Task details ::
Report every line of the listing below in which the string "LibraryPool" occurs.

Data records ::
__________

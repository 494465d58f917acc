//! Real-time memory monitoring
//!
//! Keeps the latest snapshot and a bounded history. A failed read leaves the
//! previous snapshot in place.

use std::collections::VecDeque;
use std::sync::Arc;
use std::time::Duration;
use tokio::sync::RwLock;
use tracing::warn;

use crate::core::memory::{read_snapshot, MemorySnapshot};
use crate::platform::{MemoryApi, PlatformResult};

/// One hour of history at the default 5s interval.
pub const DEFAULT_MAX_HISTORY: usize = 720;

pub struct MemoryMonitor {
    api: Arc<dyn MemoryApi>,
    interval: Duration,
    latest: RwLock<Option<Arc<MemorySnapshot>>>,
    history: RwLock<VecDeque<Arc<MemorySnapshot>>>,
    max_history: usize,
}

impl MemoryMonitor {
    pub fn new(api: Arc<dyn MemoryApi>, interval_secs: u64) -> Self {
        Self {
            api,
            interval: Duration::from_secs(interval_secs.max(1)),
            latest: RwLock::new(None),
            history: RwLock::new(VecDeque::new()),
            max_history: DEFAULT_MAX_HISTORY,
        }
    }

    pub fn with_max_history(mut self, max_history: usize) -> Self {
        self.max_history = max_history.max(1);
        self
    }

    pub fn interval(&self) -> Duration {
        self.interval
    }

    /// Read a fresh snapshot and publish it.
    pub async fn refresh(&self) -> PlatformResult<Arc<MemorySnapshot>> {
        let snapshot = match read_snapshot(self.api.as_ref()) {
            Ok(snapshot) => Arc::new(snapshot),
            Err(e) => {
                warn!("Memory snapshot failed, keeping previous: {}", e);
                return Err(e);
            }
        };

        *self.latest.write().await = Some(Arc::clone(&snapshot));

        let mut history = self.history.write().await;
        if history.len() >= self.max_history {
            history.pop_front();
        }
        history.push_back(Arc::clone(&snapshot));

        Ok(snapshot)
    }

    pub async fn latest(&self) -> Option<Arc<MemorySnapshot>> {
        self.latest.read().await.clone()
    }

    /// Most recent `count` snapshots, newest first.
    pub async fn history(&self, count: usize) -> Vec<Arc<MemorySnapshot>> {
        let history = self.history.read().await;
        history.iter().rev().take(count).cloned().collect()
    }

    pub async fn stats(&self) -> MonitorStats {
        let history = self.history.read().await;

        if history.is_empty() {
            return MonitorStats::default();
        }

        let loads: Vec<u32> = history.iter().map(|s| s.physical.used.percentage).collect();
        let avg_load = loads.iter().sum::<u32>() as f64 / loads.len() as f64;
        let max_load = *loads.iter().max().unwrap_or(&0);
        let min_load = *loads.iter().min().unwrap_or(&0);

        MonitorStats {
            sample_count: history.len(),
            avg_memory_load: avg_load,
            max_memory_load: max_load,
            min_memory_load: min_load,
        }
    }
}

#[derive(Debug, Clone, Default, PartialEq, serde::Serialize)]
pub struct MonitorStats {
    pub sample_count: usize,
    pub avg_memory_load: f64,
    pub max_memory_load: u32,
    pub min_memory_load: u32,
}
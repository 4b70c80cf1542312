//! # Repository Module
//!
//! SQLite implementations of the [`Store`](crate::store::Store) capability,
//! one per entity type.
//!
//! ## Two Kinds of Operations
//! ```text
//! ┌─────────────────────────────────────────────────────────────────────────┐
//! │                    Repository Operations                                │
//! │                                                                         │
//! │  Store operations (&self)             Named operations (conn)           │
//! │  ────────────────────────             ─────────────────────────         │
//! │  lease a pooled connection            run on a connection the caller    │
//! │  per call, release after              already holds, usually inside     │
//! │                                       one TransactionRunner pass        │
//! │                                                                         │
//! │  insert / select_by_id /              reassign_children                 │
//! │  select_all / update / delete         detach_album_reference            │
//! │                                       delete_dangling_playlist_links    │
//! │  EntityCache ───► Store               Dedup / Repair ───► named ops     │
//! └─────────────────────────────────────────────────────────────────────────┘
//! ```
//!
//! Every named operation is idempotent: running it twice in a row changes
//! nothing the second time.
//!
//! ## Available Repositories
//!
//! - [`ArtistRepository`](artist::ArtistRepository) - Artists and child reassignment
//! - [`AlbumRepository`](album::AlbumRepository) - Albums and their songs
//! - [`SongRepository`](song::SongRepository) - Songs and their references
//! - [`PlaylistRepository`](playlist::PlaylistRepository) - Playlists and link rows

use std::collections::HashMap;

pub mod album;
pub mod artist;
pub mod playlist;
pub mod song;

/// Groups `(parent_id, child_id)` pairs by parent, keeping input order.
pub(crate) fn group_children(pairs: Vec<(String, String)>) -> HashMap<String, Vec<String>> {
    let mut grouped: HashMap<String, Vec<String>> = HashMap::new();
    for (parent, child) in pairs {
        grouped.entry(parent).or_default().push(child);
    }
    grouped
}

#[cfg(test)]
pub(crate) mod fixtures {
    use crate::backend::SqliteBackend;
    use crate::config::DbConfig;
    use crate::migrations::run_migrations;
    use crate::pool::{ConnectionPool, PoolOptions};
    use crate::LibraryPool;

    /// A migrated in-memory database behind a single-connection pool.
    pub async fn pool() -> LibraryPool {
        let config = DbConfig::in_memory();
        let backend = SqliteBackend::new(&config).unwrap();
        let pool = ConnectionPool::new(backend, PoolOptions::from(&config))
            .await
            .unwrap();

        pool.with_connection(|session| Box::pin(run_migrations(session.connection())))
            .await
            .unwrap();

        pool
    }

    /// Runs raw SQL with foreign keys off, for planting orphans.
    pub async fn exec_unchecked(pool: &LibraryPool, sql: &'static str) {
        pool.with_connection(|session| {
            Box::pin(async move {
                let conn = session.connection();
                sqlx::query("PRAGMA foreign_keys = OFF").execute(&mut *conn).await?;
                sqlx::Executor::execute(&mut *conn, sqlx::raw_sql(sql)).await?;
                sqlx::query("PRAGMA foreign_keys = ON").execute(&mut *conn).await?;
                Ok(())
            })
        })
        .await
        .unwrap();
    }
}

__________

Completed task ::
    use crate::LibraryPool;
    pub async fn pool() -> LibraryPool {
    pub async fn exec_unchecked(pool: &LibraryPool, sql: &'static str) {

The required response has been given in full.